Virginia is already paying additional Obamacare taxes, so why not keep that money in state to bolster care? he added.
Hazel believes misinformation—about Medicaid coverage’s effectiveness, about the potential collapse of the ACA under its own weight and especially about the state price tag of expansion—has played a role in its intense opposition.
“That doesn’t make any sense because at least prior to now the [federal government] is paying 100 percent of the expansion population for costs, so how could that possibly blow the budget of the state?” he said.
Hazel noted expansion opponents’ deep distrust of the federal budget and the government’s commitment to paying its share.
Among the concerns cited by Republican opponents of expanding Medicaid is the state-federal program’s sustainability.
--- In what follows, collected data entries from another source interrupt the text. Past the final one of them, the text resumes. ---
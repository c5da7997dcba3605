use anyhow::{anyhow, Result};
use std::env;
use std::time::Duration;
use tracing::{info, warn};

use crate::llm_providers::LLMProviderType;

// Import logging macros
use crate::{log_system_event, log_validation};

/// Complete application configuration loaded from environment variables
#[derive(Debug, Clone)]
pub struct Config {
    pub llm: LLMConfig,
    pub grading: GradingConfig,
    pub logging: LoggingConfig,
}

/// Large Language Model service configuration
#[derive(Debug, Clone)]
pub struct LLMConfig {
    pub api_key: String,
    pub base_url: Option<String>,
    pub provider: LLMProviderType,
    pub model: Option<String>,
}

/// Tunable constants of the grading pipeline.
///
/// The similarity ladder and keyword cutoff are empirical values kept for
/// behavioural parity; change them only with matching fixture updates.
#[derive(Debug, Clone, PartialEq)]
pub struct GradingConfig {
    /// Answers graded concurrently before moving on to the next batch
    pub batch_size: usize,
    /// Pause between batches, throttles outbound AI calls
    pub batch_pause_ms: u64,
    /// Budget for a single AI grading call
    pub ai_timeout_ms: u64,
    /// Open-ended answers shorter than this (in characters) skip the AI call
    pub short_answer_chars: usize,
    /// Minimum keyword length taken from a model answer
    pub keyword_min_len: usize,
    /// Share of the points awarded when there is no model answer to compare against
    pub no_model_answer_ratio: f64,
    pub similarity_full: f64,
    pub similarity_high: f64,
    pub similarity_partial: f64,
    pub high_credit_ratio: f64,
    pub partial_credit_ratio: f64,
}

/// Logging system configuration
#[derive(Debug, Clone)]
pub struct LoggingConfig {
    pub level: String,
    pub file_enabled: bool,
    pub console_enabled: bool,
    pub log_directory: String,
}

impl Config {
    /// Load configuration from environment variables with sensible defaults
    pub fn from_env() -> Result<Self> {
        Self::from_lookup(&|key| env::var(key).ok())
    }

    pub fn from_lookup(lookup: &dyn Fn(&str) -> Option<String>) -> Result<Self> {
        log_system_event!(config, "Loading grading configuration from environment variables");

        let config = Config {
            llm: LLMConfig::from_lookup(lookup),
            grading: GradingConfig::from_lookup(lookup)?,
            logging: LoggingConfig::from_lookup(lookup),
        };

        log_system_event!(config, "Configuration loaded successfully");
        config.log_configuration_summary();

        Ok(config)
    }

    /// Log a summary of loaded configuration (without sensitive data)
    fn log_configuration_summary(&self) {
        info!(
            api_key_masked = %mask_sensitive_data(&self.llm.api_key),
            llm_provider = ?self.llm.provider,
            llm_model = ?self.llm.model,
            batch_size = self.grading.batch_size,
            batch_pause_ms = self.grading.batch_pause_ms,
            ai_timeout_ms = self.grading.ai_timeout_ms,
            log_level = %self.logging.level,
            "Configuration summary"
        );
    }

    /// Validate configuration values
    pub fn validate(&self) -> Result<()> {
        self.grading.validate()?;

        if self.llm.api_key.is_empty() || self.llm.api_key == "your-api-key" {
            warn!("LLM API key appears to be placeholder or empty - open-ended answers will use keyword grading");
        }

        if !["trace", "debug", "info", "warn", "error"]
            .iter()
            .any(|level| self.logging.level.to_lowercase().starts_with(level))
        {
            warn!("Unrecognised log level '{}', using 'info' as fallback", self.logging.level);
        }

        log_validation!(success, "configuration", "Configuration validation completed successfully");
        Ok(())
    }
}

impl LLMConfig {
    fn from_lookup(lookup: &dyn Fn(&str) -> Option<String>) -> Self {
        let api_key = lookup("LLM_API_KEY").unwrap_or_else(|| "your-api-key".to_string());
        let base_url = lookup("LLM_BASE_URL");
        let provider_str = lookup("LLM_PROVIDER").unwrap_or_else(|| "openai".to_string());

        let provider = match provider_str.to_lowercase().as_str() {
            "gemini" | "google" => LLMProviderType::Gemini,
            "openai" | "chatgpt" | "gpt" => LLMProviderType::OpenAI,
            _ => {
                info!("Unknown LLM provider '{}', defaulting to OpenAI", provider_str);
                LLMProviderType::OpenAI
            }
        };

        let model = lookup("LLM_MODEL");

        LLMConfig {
            api_key,
            base_url,
            provider,
            model,
        }
    }
}

impl Default for GradingConfig {
    fn default() -> Self {
        Self {
            batch_size: 2,
            batch_pause_ms: 50,
            ai_timeout_ms: 3000,
            short_answer_chars: 10,
            keyword_min_len: 3,
            no_model_answer_ratio: 0.7,
            similarity_full: 0.8,
            similarity_high: 0.6,
            similarity_partial: 0.4,
            high_credit_ratio: 0.8,
            partial_credit_ratio: 0.5,
        }
    }
}

impl GradingConfig {
    fn from_lookup(lookup: &dyn Fn(&str) -> Option<String>) -> Result<Self> {
        let defaults = Self::default();

        Ok(GradingConfig {
            batch_size: parse_or(lookup, "GRADING_BATCH_SIZE", defaults.batch_size)?,
            batch_pause_ms: parse_or(lookup, "GRADING_BATCH_PAUSE_MS", defaults.batch_pause_ms)?,
            ai_timeout_ms: parse_or(lookup, "GRADING_AI_TIMEOUT_MS", defaults.ai_timeout_ms)?,
            short_answer_chars: parse_or(
                lookup,
                "GRADING_SHORT_ANSWER_CHARS",
                defaults.short_answer_chars,
            )?,
            keyword_min_len: parse_or(lookup, "GRADING_KEYWORD_MIN_LEN", defaults.keyword_min_len)?,
            no_model_answer_ratio: parse_or(
                lookup,
                "GRADING_NO_MODEL_ANSWER_RATIO",
                defaults.no_model_answer_ratio,
            )?,
            similarity_full: parse_or(lookup, "GRADING_SIMILARITY_FULL", defaults.similarity_full)?,
            similarity_high: parse_or(lookup, "GRADING_SIMILARITY_HIGH", defaults.similarity_high)?,
            similarity_partial: parse_or(
                lookup,
                "GRADING_SIMILARITY_PARTIAL",
                defaults.similarity_partial,
            )?,
            high_credit_ratio: defaults.high_credit_ratio,
            partial_credit_ratio: defaults.partial_credit_ratio,
        })
    }

    pub fn batch_pause(&self) -> Duration {
        Duration::from_millis(self.batch_pause_ms)
    }

    pub fn ai_timeout(&self) -> Duration {
        Duration::from_millis(self.ai_timeout_ms)
    }

    pub fn validate(&self) -> Result<()> {
        if self.batch_size == 0 {
            return Err(anyhow!("GRADING_BATCH_SIZE must be greater than 0"));
        }

        if self.ai_timeout_ms == 0 {
            return Err(anyhow!("GRADING_AI_TIMEOUT_MS must be greater than 0"));
        }

        let ratios = [
            ("GRADING_NO_MODEL_ANSWER_RATIO", self.no_model_answer_ratio),
            ("GRADING_SIMILARITY_FULL", self.similarity_full),
            ("GRADING_SIMILARITY_HIGH", self.similarity_high),
            ("GRADING_SIMILARITY_PARTIAL", self.similarity_partial),
        ];
        for (name, value) in ratios {
            if !(0.0..=1.0).contains(&value) {
                return Err(anyhow!("{} must be between 0 and 1, got {}", name, value));
            }
        }

        if !(self.similarity_full > self.similarity_high
            && self.similarity_high > self.similarity_partial)
        {
            return Err(anyhow!(
                "Similarity thresholds must be strictly descending (full > high > partial)"
            ));
        }

        Ok(())
    }
}

impl LoggingConfig {
    fn from_lookup(lookup: &dyn Fn(&str) -> Option<String>) -> Self {
        let level = lookup("RUST_LOG").unwrap_or_else(|| "info,exam_grading=debug".to_string());

        let file_enabled = lookup("LOG_FILE_ENABLED")
            .and_then(|value| value.parse::<bool>().ok())
            .unwrap_or(false);

        let console_enabled = lookup("LOG_CONSOLE_ENABLED")
            .and_then(|value| value.parse::<bool>().ok())
            .unwrap_or(true);

        let log_directory = lookup("LOG_DIRECTORY").unwrap_or_else(|| "logs".to_string());

        LoggingConfig {
            level,
            file_enabled,
            console_enabled,
            log_directory,
        }
    }
}

fn parse_or<T>(lookup: &dyn Fn(&str) -> Option<String>, key: &str, default: T) -> Result<T>
where
    T: std::str::FromStr,
{
    match lookup(key) {
        Some(raw) => raw
            .trim()
            .parse::<T>()
            .map_err(|_| anyhow!("Invalid {} value: '{}'", key, raw)),
        None => Ok(default),
    }
}

/// Mask sensitive data in configuration for safe logging
fn mask_sensitive_data(data: &str) -> String {
    let chars: Vec<char> = data.chars().collect();
    if chars.len() <= 8 {
        "*".repeat(chars.len())
    } else {
        let head: String = chars[..4].iter().collect();
        let tail: String = chars[chars.len() - 4..].iter().collect();
        format!("{}***{}", head, tail)
    }
}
Medicaid is projected to grow in costs from $334 billion in federal costs in fiscal year 2015 to $624 billion by 2026.
The basic federal Medicaid match for expansion has never been cut, Hazel argued, but if it were to change, he points out that McAuliffe has said the state could reconsider.
Rosenbaum called Medicaid expansion an “incredible bargain” for states even at the reduced 99 percent match rate.
“I find it just a total head-scratcher as to why states would act so contrary to their own interests, their own economic interests and interests of their own residents,” Rosenbaum said.
Rosenbaum also serves as chairwoman of the Medicaid and CHIP Payment and Access Commission, a congressional advisory group, but was not speaking on behalf of that group.
“Pockets of eagerness,” encouraged by stalled Republican efforts to overhaul health care, have cropped up in recent months such as in Kansas, North Carolina and Virginia, she added.
Many analysts pointed to the outcome as a sign that Medicaid expansion was irreversible at this point.
And the Trump administration has promised states greater freedom to run their Medicaid programs as they wish, whether by promoting work or other personal-responsibility add-ons in waivers.
Still, these pockets have been met with staunch pushback and undermined by the larger uncertainty over ACA repeal-and-replace conversation, which still hangs in the balance. In Kansas, for example, the expansion was vetoed by a Republican governor, and in Virginia it was thwarted by a Republican legislature.
Virginia is facing an election year including in the state house and governor’s office and is due for a new speaker of the house after a resignation. These issues will likely be highlighted and play a role during the election cycle, Hazel believes.
Once the elections sort themselves out, even if lawmakers don’t say they want to expand Medicaid, he added, “are they willing to sit down and say, look, if Medicaid expansion is not going away across country, a majority of states have taken money and we’re paying in. Are we going to continue to be the holdouts, or are we going to find a way to make coverage work in Virginia?”
The results are inevitable, he said, but will take serious discussion on both the local and national levels.
“While Republicans continue to play politics with the health of our residents, we will continue to investigate every available option to expand Medicaid in Virginia,” McAuliffe said in a statement.
Rosenbaum said if Virginia had a Republican governor, this could make conservative state lawmakers more likely to listen to a push to expand.
“If this is just simply raw politics, it has cost the state and its residents so much,” she said. “It’s done tremendous damage over the past several years for people who just are left without access to care.”